Joseph had risen to great power in Egypt, and ordered the embalming of his father during a forty day period of mourning. It was following such a mourning that he requested of Egypt’s Pharoah the permission to travel to Canaan to inter his father in the family burial place at the cave of Macpelah. It was a great company that went with Joseph on the journey up to Canaan, including the elders and the servants of the house of Pharoah, the elders of the land, Joseph’s house, his brethren, and the house of his father. Also there went a great company of horses and chariots.
Upon arrival at Canaan, there was another seven day period of mourning at burial site before the great procession returned unto Egypt.
So impressive in scope and number were the proceedings and participants that the Canaanites remarked about what a great time of mourning and greiving this seemed to be unto the Egyptians. It’s doubtful this burial party would have been little more than noticed had it been smaller. This isn’t to say that a smaller funeral is less sincere or meaningful, but it is to say that it certainly attracts a great deal less attention.
I’ve wondered about the same principle with regard to the Church. Small numbers gathered for worship and the performance of the Church’s mission certainly are no less sincere and meaningful because they are small. However, a greater number would command greater attention, and present a spiritual example not to be overlooked by the community. After all, this is the Church’s purpose, both individually and collectively, to let it’s light shine before men that they see it’s good works and glorify God because of it.

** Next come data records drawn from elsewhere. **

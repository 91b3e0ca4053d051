mod catalog;
mod error;
pub mod household;
pub mod mealplan;
pub mod recipe;

pub use catalog::*;
pub use error::*;
use serde::Serialize;

use crate::categorization::Category;

/// Decimal places shown for a quantity. Totals keep full precision.
pub const DISPLAY_DECIMALS: i32 = 2;

/// Aggregation key: case-folded trimmed item name plus canonical unit.
#[derive(Serialize, Debug, Clone, PartialEq, Eq, PartialOrd, Ord, Hash)]
pub struct ItemKey {
    pub name: String,
    pub unit: Option<String>,
}

#[derive(Serialize, Debug, Clone, Copy, PartialEq)]
#[serde(rename_all = "snake_case")]
pub enum Quantity {
    Amount(f64),
    /// Only contributions without a quantity ("salt to taste").
    Unspecified,
}

impl Quantity {
    pub fn amount(&self) -> Option<f64> {
        match self {
            Quantity::Amount(amount) => Some(*amount),
            Quantity::Unspecified => None,
        }
    }
}

#[derive(Serialize, Debug, Clone, PartialEq)]
pub struct ShoppingListItem {
    pub name: String,
    pub unit: Option<String>,
    pub quantity: Quantity,
    pub category: Category,
    /// Recipes that contributed, in first-contribution order.
    pub recipe_ids: Vec<String>,
}

impl ShoppingListItem {
    pub fn display_quantity(&self) -> Option<f64> {
        let factor = 10f64.powi(DISPLAY_DECIMALS);
        self.quantity
            .amount()
            .map(|amount| (amount * factor).round() / factor)
    }
}

impl std::fmt::Display for ShoppingListItem {
    fn fmt(&self, f: &mut std::fmt::Formatter<'_>) -> std::fmt::Result {
        match (self.display_quantity(), self.unit.as_deref()) {
            (Some(amount), Some(unit)) => write!(f, "{} {amount} {unit}", self.name),
            (Some(amount), None) => write!(f, "{} {amount}", self.name),
            (None, _) => write!(f, "{}", self.name),
        }
    }
}

#[derive(Serialize, Debug, Clone, Default, PartialEq)]
pub struct ShoppingList {
    pub items: Vec<ShoppingListItem>,
}

impl ShoppingList {
    pub fn get(&self, name: &str, unit: Option<&str>) -> Option<&ShoppingListItem> {
        self.items
            .iter()
            .find(|item| item.name == name && item.unit.as_deref() == unit)
    }

    /// Items grouped by category, in list order. Empty categories are left out.
    pub fn by_category(&self) -> Vec<(Category, Vec<&ShoppingListItem>)> {
        let mut groups: Vec<(Category, Vec<&ShoppingListItem>)> = vec![];

        for item in self.items.iter() {
            if let Some((category, items)) = groups.last_mut()
                && *category == item.category
            {
                items.push(item);
                continue;
            }

            groups.push((item.category, vec![item]));
        }

        groups
    }

    pub fn iter(&self) -> impl Iterator<Item = &ShoppingListItem> {
        self.items.iter()
    }

    pub fn len(&self) -> usize {
        self.items.len()
    }

    pub fn is_empty(&self) -> bool {
        self.items.is_empty()
    }
}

This becomes more easily and effectively done if everyone claiming Christianity would busy themselves about the effort of giving Christ the place in their lives that He deserves, and, as a result, holding His Church in the position of high esteem and priority that is appropriate. As long as those supposed to be Christians demonstrate an indifference to the church, it isn’t likely that the unsaved or backslidden world will feel the Church and spiritual matters to be very important, either.